AI From the Edge Pitch Deck: 11-Slide Breakdown

See all 11 slides of the AI From the Edge pitch deck — an AI deck — with a slide-by-slide teardown of what the deck does well and where it falls short.

AiVA (AI From the Edge) positions itself as a bridge between physical CCTV infrastructure and intelligent data extraction. The deck emphasizes a technical architecture that utilizes edge 'Perception Devices' to process video locally before sending data to the cloud. A significant portion of the presentation is dedicated to validating the company through its status as a member of the NVIDIA Inception Program and a Microsoft Azure Partner. However, the deck functions more as a technical product overview than a fundraising document. It lacks a defined problem statement, market sizing (TAM/SAM/SO…

Key takeaways

Executive Summary: The Technical Blueprint

The pitch deck for AI From the Edge (AiVA) is a concise, six-slide document that prioritizes technical architecture and ecosystem partnerships over business fundamentals. The company aims to transform standard CCTV cameras into intelligent data sources by deploying AI at the edge. While the vision is clear, the deck lacks the traditional narrative structure required for a successful fundraise, omitting market data, competitive positioning, and a clear financial request.
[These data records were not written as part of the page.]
//! # Stream subsystem
//!
//! Streams are shared-ownership byte sources/sinks: file-backed or
//! memory-backed, readable and/or writable depending on [`StreamMode`]. The
//! VM holds strong references to streams through the stream stack; pushing
//! increments the reference count, popping decrements it, and the backing
//! resource closes when the count reaches zero.
//!
//! Only the reference count needs to be atomic — the rest of a stream's
//! state is touched from one thread at a time. `Arc` already gives an
//! atomic strong count for free, so a [`Stream`] is simply a cloneable
//! `Arc<Mutex<StreamInner>>` handle: cloning it *is* the stream-stack push's
//! refcount increment, and dropping the last clone *is* the close-on-zero
//! behavior, with no bespoke refcounting code needed.

use std::fs::{File, OpenOptions};
use std::io::{self, Read, Seek, SeekFrom, Write};
use std::path::Path;
use std::sync::{Arc, Mutex};

use crate::flags::Flags;

/// Access mode a stream was opened with.
#[derive(Clone, Copy, Debug, PartialEq, Eq)]
pub enum StreamMode {
    /// Read-only: writes are silently rejected.
    Ro,
    /// Write-only: reads always report end-of-stream.
    Wo,
    /// Read-write.
    Rw,
}

impl StreamMode {
    fn allows_read(self) -> bool {
        matches!(self, StreamMode::Ro | StreamMode::Rw)
    }

    fn allows_write(self) -> bool {
        matches!(self, StreamMode::Wo | StreamMode::Rw)
    }
}

enum Backing {
    File { file: File, pos: u64, len: u64 },
    Memory { buf: Vec<u8>, pos: usize, cap: usize },
}

struct StreamInner {
    mode: StreamMode,
    backing: Backing,
}

/// A shared-ownership input/output stream.
///
/// Cloning a `Stream` is the refcount increment; dropping the last clone
/// closes the backing resource.
#[derive(Clone)]
pub struct Stream(Arc<Mutex<StreamInner>>);

impl Stream {
    /// Open a file on disk in the given mode.
    pub fn open_file<P: AsRef<Path>>(path: P, mode: StreamMode) -> io::Result<Stream> {
        let mut opts = OpenOptions::new();
        match mode {
            StreamMode::Ro => {
                opts.read(true);
            }
            StreamMode::Wo => {
                opts.write(true).create(true).truncate(true);
            }
            StreamMode::Rw => {
                opts.read(true).write(true).create(true);
            }
        }
        let file = opts.open(path)?;
        Ok(Self::from_file(file, mode))
    }

    /// Wrap an already-open file handle.
    pub fn from_file(file: File, mode: StreamMode) -> Stream {
        let len = file.metadata().map(|m| m.len()).unwrap_or(0);
        Stream(Arc::new(Mutex::new(StreamInner {
            mode,
            backing: Backing::File { file, pos: 0, len },
        })))
    }

    /// A fresh, empty read-write memory stream bounded to `max_size` bytes.
    pub fn memory(max_size: usize) -> Stream {
        Stream(Arc::new(Mutex::new(StreamInner {
            mode: StreamMode::Rw,
            backing: Backing::Memory {
                buf: Vec::new(),
                pos: 0,
                cap: max_size,
            },
        })))
    }

    /// A read-only memory stream preloaded with `text`. Used internally by
    /// `compile_string` to hand the tokenizer an in-memory view of source
    /// text without a byte-at-a-time write loop.
    pub(crate) fn from_text(text: &str) -> Stream {
        let bytes = text.as_bytes().to_vec();
        let cap = bytes.len();
        Stream(Arc::new(Mutex::new(StreamInner {
            mode: StreamMode::Ro,
            backing: Backing::Memory {
                buf: bytes,
                pos: 0,
                cap,
            },
        })))
    }

    /// Read one byte. Returns `None` if the mode forbids reads or the
    /// stream has reached end-of-stream — a mode violation itself is not
    /// flagged, it just yields a sentinel read.
    pub fn read_char(&self) -> Option<u8> {
        let mut inner = self.0.lock().unwrap();
        if !inner.mode.allows_read() {
            return None;
        }
        match &mut inner.backing {
            Backing::Memory { buf, pos, .. } => {
                if *pos >= buf.len() {
                    return None;
                }
                let b = buf[*pos];
                *pos += 1;
                Some(b)
            }
            Backing::File { file, pos, len } => {
                if *pos >= *len {
                    return None;
                }
                if file.seek(SeekFrom::Start(*pos)).is_err() {
                    return None;
                }
                let mut byte = [0u8; 1];
                match file.read_exact(&mut byte) {
                    Ok(()) => {
                        *pos += 1;
                        Some(byte[0])
                    }
                    Err(_) => None,
                }
            }
        }
    }

    /// `true` if the next `read_char` would yield nothing — either the mode
    /// forbids reads or position has reached the end.
    pub fn is_eos(&self) -> bool {
        let inner = self.0.lock().unwrap();
        if !inner.mode.allows_read() {
            return true;
        }
        match &inner.backing {
            Backing::Memory { buf, pos, .. } => *pos >= buf.len(),
            Backing::File { pos, len, .. } => *pos >= *len,
        }
    }

    /// Write one byte at the current position. Returns `false` (a silent
    /// no-op) if the mode forbids writes or — for bounded memory streams —
    /// capacity has been reached.
    pub fn write_char(&self, ch: u8) -> bool {
        let mut inner = self.0.lock().unwrap();
        if !inner.mode.allows_write() {
            return false;
        }
        match &mut inner.backing {
            Backing::Memory { buf, pos, cap } => {
                if *pos >= *cap {
                    return false;
                }
                if *pos < buf.len() {
                    buf[*pos] = ch;
                } else {
                    buf.push(ch);
                }
                *pos += 1;
                true
            }
            Backing::File { file, pos, len } => {
                if file.seek(SeekFrom::Start(*pos)).is_err() {
                    return false;
                }
                if file.write_all(&[ch]).is_err() {
                    return false;
                }
                *pos += 1;
                if *pos > *len {
                    *len = *pos;
                }
                true
            }
        }
    }

    /// Total size of the backing data, in bytes.
    pub fn size(&self) -> u32 {
        let inner = self.0.lock().unwrap();
        (match &inner.backing {
            Backing::Memory { buf, .. } => buf.len() as u64,
            Backing::File { len, .. } => *len,
        }) as u32
    }

    /// Current read/write position.
    pub fn pos(&self) -> u32 {
        let inner = self.0.lock().unwrap();
        (match &inner.backing {
            Backing::Memory { pos, .. } => *pos as u64,
            Backing::File { pos, .. } => *pos,
        }) as u32
    }

    /// Seek to an absolute position. Memory streams are always seekable;
    /// file streams are seekable here too since both backings track `pos`
    /// explicitly rather than relying on the OS cursor between calls.
    pub fn set_pos(&self, pos: u32) {
        let mut inner = self.0.lock().unwrap();
        match &mut inner.backing {
            Backing::Memory { pos: p, .. } => *p = pos as usize,
            Backing::File { pos: p, .. } => *p = pos as u64,
        }
    }

    /// Number of live handles to this stream, including this one.
    pub fn strong_count(&self) -> usize {
        Arc::strong_count(&self.0)
    }
}

/// Stack of active input streams; the top is the tokenizer's current input.
/// Bounded to a fixed number of entries at construction.
pub struct StreamStack {
    streams: Vec<Stream>,
    cap: usize,
}

impl StreamStack {
    pub fn new(cap: usize) -> Self {
        StreamStack {
            streams: Vec::with_capacity(cap),
            cap,
        }
    }

    /// Push a stream, taking a strong reference. Sets `flags.stream_overflow`
    /// and leaves the stack unchanged if already at capacity.
    pub fn push(&mut self, stream: Stream, flags: &mut Flags) {
        if self.streams.len() >= self.cap {
            flags.stream_overflow = true;
            return;
        }
        self.streams.push(stream);
    }

    /// Pop and release the top stream, if any.
    pub fn pop(&mut self) -> Option<Stream> {
        self.streams.pop()
    }

    /// Borrow the current top-of-stack stream — the tokenizer's input.
    pub fn top(&self) -> Option<&Stream> {
        self.streams.last()
    }

    pub fn len(&self) -> usize {
        self.streams.len()
    }

    pub fn is_empty(&self) -> bool {
        self.streams.is_empty()
    }
}
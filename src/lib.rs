//! A stack-oriented, bytecode-driven virtual machine: tokenizer, compiler
//! and dictionary feeding a tight interpreter loop over fixed-capacity
//! arenas. Every segment is sized up front at [`vm::Vm::new`] and never
//! grows; exhausting one latches a bit in [`flags::Flags`] rather than
//! panicking, surfaced to callers as a [`error::VmError`] at the public
//! API boundary.
//!
//! The core (this crate) never invents behavior for `:`/`;` or arithmetic
//! itself beyond the primitives [`compiler::begin_definition`] and
//! [`compiler::end_definition`]; [`stdwords`] is the standard registry that
//! makes the crate runnable end to end, built the same way any other
//! embedder would build their own.

pub mod arena;
pub mod compiler;
pub mod dictionary;
pub mod error;
pub mod flags;
pub mod interpreter;
pub mod opcode;
pub mod repl;
pub mod stdwords;
pub mod stream;
pub mod stringstack;
pub mod tokenizer;
pub mod vm;

pub use error::VmError;
pub use vm::{TxSnapshot, Vm, VMParameters};
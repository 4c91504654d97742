//! # Latched exception flags
//!
//! Failures in this core never unwind. Every exceptional condition — stack
//! overflow, stack underflow, dictionary/tape/char-segment exhaustion, a
//! stray token during compilation — sets a bit in [`Flags`] and is polled,
//! not thrown. Once any bit is set, every public VM operation is a no-op
//! until the host explicitly clears it: "latched" means sticky across calls
//! within one top-level operation, not self-resetting.
//!
//! `bf` is a separate single boolean used by conditional native words (e.g.
//! `if`); it is not part of the latched exception set and is never touched
//! by [`Flags::any`].

/// One bit per exceptional condition the core can latch.
#[derive(Clone, Copy, Debug, Default, PartialEq, Eq)]
pub struct Flags {
    /// Value stack overflow.
    pub vs_overflow: bool,
    /// Value stack underflow.
    pub vs_underflow: bool,
    /// Return stack overflow.
    pub rs_overflow: bool,
    /// Return stack underflow.
    pub rs_underflow: bool,
    /// Function table overflow.
    pub fn_overflow: bool,
    /// Instruction-tape (code segment) overflow.
    pub ins_overflow: bool,
    /// Character-segment overflow.
    pub char_overflow: bool,
    /// Stream-stack overflow.
    pub stream_overflow: bool,
    /// String-stack (token buffer) overflow.
    pub string_overflow: bool,
    /// Compiler scratch-tape overflow.
    pub compiler_ins_overflow: bool,
    /// Compiler function-stack overflow.
    pub compiler_fn_overflow: bool,
    /// Unresolved token, oversize literal, or other compile-time error.
    /// Kept distinct from `ins_overflow` since a compile error is a
    /// semantic rejection, not a resource exhaustion.
    pub compile_error: bool,
    /// Boolean flag used by conditional native words; not part of the
    /// latched exception set.
    pub bf: bool,
}

impl Flags {
    /// A fresh, unlatched flag set.
    pub fn new() -> Self {
        Flags::default()
    }

    /// `true` if any exception bit is latched (excludes `bf`).
    pub fn any(&self) -> bool {
        self.vs_overflow
            || self.vs_underflow
            || self.rs_overflow
            || self.rs_underflow
            || self.fn_overflow
            || self.ins_overflow
            || self.char_overflow
            || self.stream_overflow
            || self.string_overflow
            || self.compiler_ins_overflow
            || self.compiler_fn_overflow
            || self.compile_error
    }

    /// Clear every latched exception bit. Leaves `bf` untouched — it is not
    /// an exception, it is ordinary conditional-word state.
    pub fn clear(&mut self) {
        let bf = self.bf;
        *self = Flags::default();
        self.bf = bf;
    }

    /// Render the latched bits as a human-readable error, or `None` if clean.
    pub fn to_error(&self) -> Option<crate::error::VmError> {
        if !self.any() {
            return None;
        }
        Some(crate::error::VmError::from_flags(self))
    }
}

#[cfg(test)]
mod tests {
    use super::*;

    #[test]
    fn fresh_flags_have_nothing_latched() {
        let flags = Flags::new();
        assert!(!flags.any());
        assert!(flags.to_error().is_none());
    }

    #[test]
    fn clear_resets_exceptions_but_preserves_bf() {
        let mut flags = Flags::new();
        flags.vs_overflow = true;
        flags.bf = true;
        flags.clear();
        assert!(!flags.any());
        assert!(flags.bf);
    }
}
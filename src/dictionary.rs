//! # Dictionary of callable words
//!
//! The dictionary is an append-only table of [`FunctionRecord`]s, each
//! either *interpreted* (a range into the code segment) or *native* (a bare
//! function pointer). Names live in a parallel NUL-terminated character
//! segment so records stay small and cheap to append.
//!
//! Redefinition never deletes or mutates a prior record: [`Dictionary::find`]
//! scans from the most recently added entry backward, so a new definition of
//! an existing name simply shadows the old one for future lookups while any
//! `CALL(fid)` already baked into the code tape keeps calling the exact
//! record it was compiled against.

use crate::arena::Arena;
use crate::flags::Flags;

/// Dictionary index: a thin newtype over the zero-based slot. Lookup returns
/// `Option<FuncId>` rather than a sentinel value for "not found".
#[derive(Clone, Copy, Debug, PartialEq, Eq, PartialOrd, Ord, Hash)]
pub struct FuncId(pub u32);

/// Calling convention for native words: a bare function pointer over the VM.
/// No boxed closures, since no native word needs to capture anything beyond
/// the VM itself.
pub type NativeFn = fn(&mut crate::vm::Vm);

/// Where a function's code lives.
#[derive(Clone, Copy)]
pub enum FunctionKind {
    /// A contiguous, stable range in the code segment: `code[offset..offset+count]`.
    Interpreted { code_offset: u32, code_count: u32 },
    /// A native callback invoked synchronously by the interpreter.
    Native(NativeFn),
}

/// One dictionary entry.
pub struct FunctionRecord {
    pub kind: FunctionKind,
    /// Runs during compilation instead of being compiled as a `CALL`.
    pub is_immediate: bool,
    /// Offset of this function's NUL-terminated name in the character segment.
    pub name_offset: u32,
    /// Declared input arity. Informational only — the interpreter does not
    /// enforce it.
    pub in_vs: u32,
    /// Declared output arity. Informational only.
    pub out_vs: u32,
}

/// Function table plus the character segment backing function names.
pub struct Dictionary {
    functions: Arena<FunctionRecord>,
    chars: Arena<u8>,
}

impl Dictionary {
    pub fn new(max_functions: usize, max_chars: usize) -> Self {
        Dictionary {
            functions: Arena::new(max_functions),
            chars: Arena::new(max_chars),
        }
    }

    /// Linear search from the most recently added record backward.
    ///
    /// Returns the freshest matching entry, or `None` if `name` has never
    /// been defined.
    pub fn find(&self, name: &str) -> Option<FuncId> {
        for idx in (0..self.functions.len()).rev() {
            if self.name_of(FuncId(idx as u32)) == Some(name) {
                return Some(FuncId(idx as u32));
            }
        }
        None
    }

    /// Allocate a new interpreted-function record with an empty code range,
    /// ready for the compiler to finalize on definition commit.
    pub fn allocate_interpreted(
        &mut self,
        name: &str,
        code_segment_len: u32,
        flags: &mut Flags,
    ) -> Option<FuncId> {
        let name_offset = self.intern_name(name, flags)?;
        let mut overflow = false;
        let idx = self.functions.push(
            FunctionRecord {
                kind: FunctionKind::Interpreted {
                    code_offset: code_segment_len,
                    code_count: 0,
                },
                is_immediate: false,
                name_offset,
                in_vs: 0,
                out_vs: 0,
            },
            &mut overflow,
        );
        if overflow {
            flags.fn_overflow = true;
            return None;
        }
        idx.map(|i| FuncId(i as u32))
    }

    /// Finalize an interpreted record after its scratch tape has been
    /// appended to the main code segment.
    pub fn finalize_interpreted(&mut self, fid: FuncId, code_offset: u32, code_count: u32) {
        if let Some(record) = self.functions.get_mut(fid.0 as usize) {
            record.kind = FunctionKind::Interpreted {
                code_offset,
                code_count,
            };
        }
    }

    /// Append a native-function record.
    pub fn add_native(
        &mut self,
        name: &str,
        is_immediate: bool,
        native: NativeFn,
        in_vs: u32,
        out_vs: u32,
        flags: &mut Flags,
    ) -> Option<FuncId> {
        let name_offset = self.intern_name(name, flags)?;
        let mut overflow = false;
        let idx = self.functions.push(
            FunctionRecord {
                kind: FunctionKind::Native(native),
                is_immediate,
                name_offset,
                in_vs,
                out_vs,
            },
            &mut overflow,
        );
        if overflow {
            flags.fn_overflow = true;
            return None;
        }
        idx.map(|i| FuncId(i as u32))
    }

    pub fn get(&self, fid: FuncId) -> Option<&FunctionRecord> {
        self.functions.get(fid.0 as usize)
    }

    pub fn len(&self) -> usize {
        self.functions.len()
    }

    pub fn is_empty(&self) -> bool {
        self.functions.is_empty()
    }

    /// Read the NUL-terminated name stored for `fid` back out as `&str`.
    ///
    /// Returns `None` if the stored bytes are not valid UTF-8, which never
    /// happens for names this dictionary interned itself.
    pub fn name_of(&self, fid: FuncId) -> Option<&str> {
        let record = self.functions.get(fid.0 as usize)?;
        let start = record.name_offset as usize;
        let bytes = self.chars.as_slice();
        let end = bytes[start..].iter().position(|&b| b == 0)? + start;
        std::str::from_utf8(&bytes[start..end]).ok()
    }

    /// Snapshot the current (function count, char count) for transactional
    /// compilation.
    pub fn snapshot(&self) -> (usize, usize) {
        (self.functions.len(), self.chars.len())
    }

    /// Roll back to a prior `snapshot()`.
    pub fn restore(&mut self, snapshot: (usize, usize)) {
        self.functions.truncate(snapshot.0);
        self.chars.truncate(snapshot.1);
    }

    fn intern_name(&mut self, name: &str, flags: &mut Flags) -> Option<u32> {
        let mut overflow = false;
        let (start, written) = self
            .chars
            .extend_from_slice(name.as_bytes(), &mut overflow);
        if overflow || written != name.as_bytes().len() {
            flags.char_overflow = true;
            return None;
        }
        self.chars.push(0, &mut overflow);
        if overflow {
            flags.char_overflow = true;
            return None;
        }
        Some(start as u32)
    }
}

#[cfg(test)]
mod tests {
    use super::*;

    #[test]
    fn find_returns_none_for_unknown_name() {
        let dict = Dictionary::new(8, 256);
        assert_eq!(dict.find("undefined"), None);
    }

    #[test]
    fn redefinition_shadows_by_reverse_scan() {
        let mut dict = Dictionary::new(8, 256);
        let mut flags = Flags::new();
        let first = dict.allocate_interpreted("foo", 0, &mut flags).unwrap();
        assert_eq!(dict.find("foo"), Some(first));
        let second = dict.allocate_interpreted("foo", 0, &mut flags).unwrap();
        assert_ne!(first, second);
        assert_eq!(dict.find("foo"), Some(second));
        // The old record is still reachable by id; redefinition never invalidates it.
        assert!(dict.get(first).is_some());
    }

    #[test]
    fn function_table_overflow_latches_and_is_a_no_op() {
        let mut dict = Dictionary::new(1, 256);
        let mut flags = Flags::new();
        let first = dict.allocate_interpreted("a", 0, &mut flags);
        assert!(first.is_some());
        assert!(!flags.fn_overflow);
        let second = dict.allocate_interpreted("b", 0, &mut flags);
        assert!(second.is_none());
        assert!(flags.fn_overflow);
        assert_eq!(dict.len(), 1);
    }

    #[test]
    fn char_segment_overflow_latches() {
        let mut dict = Dictionary::new(8, 4);
        let mut flags = Flags::new();
        let ok = dict.allocate_interpreted("ab", 0, &mut flags);
        assert!(ok.is_some());
        let fail = dict.allocate_interpreted("toolong", 0, &mut flags);
        assert!(fail.is_none());
        assert!(flags.char_overflow);
    }
}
Slide 1: Title and Branding

The opening slide introduces the company as "AiVA" with the tagline "Bringing A.I. To Life." The branding is consistent with the "AI From the Edge" source listing. The visual theme uses a stylized human profile with a neural network overlay, signaling a focus on computer vision and artificial intelligence. There is no specific company description on this slide, relying entirely on the logo and tagline to set the stage.

Slide 2: AiVA’s Vision

This slide defines the company's core value proposition: "Leverage A.I. on CCTV infrastructure to extract relevant information." It lists four primary sectors for application: Retail, Commercial ; Safety ; Traffic Monitoring ; and Manufacturing . Each sector is accompanied by a stock photo representing a use case (e.g., a grocery aisle for retail, a car accident for traffic). This slide serves as the "Solution" slide but lacks a corresponding "Problem" slide to explain why current CCTV infrastructure is failing or what specific pain points these industries face.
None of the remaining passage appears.